December 5, 2017

Stocks opened mixed this morning (Dow flat; SPX +.28%). The tech sector is bouncing back (+1%), and banks are rising on tax reform expectations. On the other hand, utilities and telecoms are in the red. The VIX Index is back down around 10.8 and VIX December futures are trading down to 11.45. So yesterday’s mini volatility spike is fading. The dollar is a bit stronger today (but still down 8% this year) and commodities are lower. WTI crude oil is flat around $57.50/barrel. Copper is down 4% after Bloomberg News reported China is poised to slow investment in infrastructure next year. Chinese leaders managed to boost economic growth in 2017 with a 20% increase in spending on roads, bridges, subways, etc. Economists are expecting that growth rate to fall in half near year. Bonds are following the trend of recent days. Shorter term bonds are selling off but longer term bonds are holding steady. The 5-year Treasury note yield is up around 1.26%, a fresh multi-year high. The 10-year Treasury yield, on the other hand, is unchanged at 2.37%. The difference between the 2-year and 10-year yields is the smallest since late 2007. 

Toll Brothers (TOL) reported quarterly results that disappointed investors. Both revenue and earnings per share were just  short of expectations due to lower realized home prices. Revenue rose 9% from year-ago levels and earnings per share shot up 75%. Orders for new homes rose 14.5% from year-ago levels, but that’s the slowest pace of orders growth in six quarters. Toll is a luxury homebuilder but this year introduced a line of new homes to cater to millennials who are looking for smaller, cheaper new homes. That move is translating into lower profit margins. The stock is down nearly 7% this morning. 

Disney (DIS) plans to buy all the entertainment assets of 21st Century Fox. CNBC reports deal negotiations are nearly complete and consideration (all Disney stock) will be about $60bil. Fox will keep news and regional sports networks. DIS is down 3% this morning and FOXA is up a bit. 

ISM’s Non-Manufacturing Index fell to 57.4 in November from 60.1 in the prior month. Economists were expecting a smaller dip. But this is just noise. The real story is that while hurricane-related issues have played havoc with economic data recently, underlying business activity in the service sector is still very strong.
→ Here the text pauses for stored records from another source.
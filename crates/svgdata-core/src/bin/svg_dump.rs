use std::io::Write;
use std::path::PathBuf;
use svgdata_core::{ParseError, WriteError, parse_document, render_document};
use tracing_subscriber::layer::SubscriberExt;
use tracing_subscriber::util::SubscriberInitExt;

#[derive(Debug, thiserror::Error)]
enum DumpError {
    #[error("{path}: {source}")]
    Read {
        path: PathBuf,
        #[source]
        source: std::io::Error,
    },

    #[error(transparent)]
    Parse(#[from] ParseError),

    #[error(transparent)]
    Write(#[from] WriteError),

    #[error("json error: {0}")]
    Json(#[from] serde_json::Error),

    #[error("io error: {0}")]
    Io(#[from] std::io::Error),
}

enum Mode {
    Json,
    Render { pretty: bool },
}

const USAGE: &str = "usage: svg_dump [--json | --render | --pretty] <file.svg>";

fn run(mode: Mode, path: PathBuf) -> Result<(), DumpError> {
    let data = std::fs::read(&path).map_err(|source| DumpError::Read {
        path: path.clone(),
        source,
    })?;
    let root = parse_document(&data)?;

    let mut stdout = std::io::stdout().lock();
    match mode {
        Mode::Json => {
            serde_json::to_writer_pretty(&mut stdout, &root)?;
        }
        Mode::Render { pretty } => {
            stdout.write_all(&render_document(&root, pretty)?)?;
        }
    }
    writeln!(stdout)?;
    Ok(())
}

fn main() {
    tracing_subscriber::registry()
        .with(
            tracing_subscriber::EnvFilter::try_from_default_env()
                .unwrap_or_else(|_| "svgdata_core=warn".into()),
        )
        .with(tracing_subscriber::fmt::layer().with_writer(std::io::stderr))
        .init();

    let mut args = std::env::args().skip(1);
    let (mode, file) = match (args.next(), args.next()) {
        (Some(flag), Some(file)) if flag == "--json" => (Mode::Json, file),
        (Some(flag), Some(file)) if flag == "--render" => (Mode::Render { pretty: false }, file),
        (Some(flag), Some(file)) if flag == "--pretty" => (Mode::Render { pretty: true }, file),
        (Some(file), None) if !file.starts_with("--") => (Mode::Json, file),
        _ => {
            eprintln!("{USAGE}");
            std::process::exit(2);
        }
    };

    if let Err(err) = run(mode, PathBuf::from(file)) {
        eprintln!("error: {err}");
        std::process::exit(1);
    }
}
Bloomberg points out two important facts. First, the “new orders” component of the index improved to 64.0, suggesting the index will remain strong over the next couple of months. Second, while the headline index value is at its “lowest reading in four months…it is sill consistent with levels historically associated with real GDP growth of 3.5% or better.” 
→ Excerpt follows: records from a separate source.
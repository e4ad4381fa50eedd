pub mod attrs;
pub mod model;
pub mod parse;
pub mod path;
pub mod registry;
pub mod serde_f64;
pub mod units;
pub mod write;
pub use attrs::AttrMap;
pub use model::{Element, Node, Point};
pub use parse::{ParseError, ParseResult, parse_document, parse_document_with};
pub use path::{PathData, PathError, PathResult};
pub use registry::{Registry, SVG_NS};
pub use units::{LengthError, LengthResult, parse_length};
pub use write::{
    RenderOptions, WriteError, WriteResult, render_document, render_document_to_path,
    render_document_with,
};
The CEO of Bank of America (BAC) was interviewed by CNBC this morning on a wide range of banking and economic topics. Brian Moynihan believes tax reform will help the banking sector as more small and mid-size companies will see higher profit margins and that should boost demand for commercial loans. Separately, he said consumer spending during this holiday season has been strong. In fact, so far this year credit and debit card spending is up 6.5%. That’s up from about 5% growth in the prior year. Finally, he said his bank is overcapitalized and just boosted its stock buy-back program by $5bil. He said Bank of America has $25bil in “extra capital” sitting around doing nothing and implied that it will be returned to shareholders.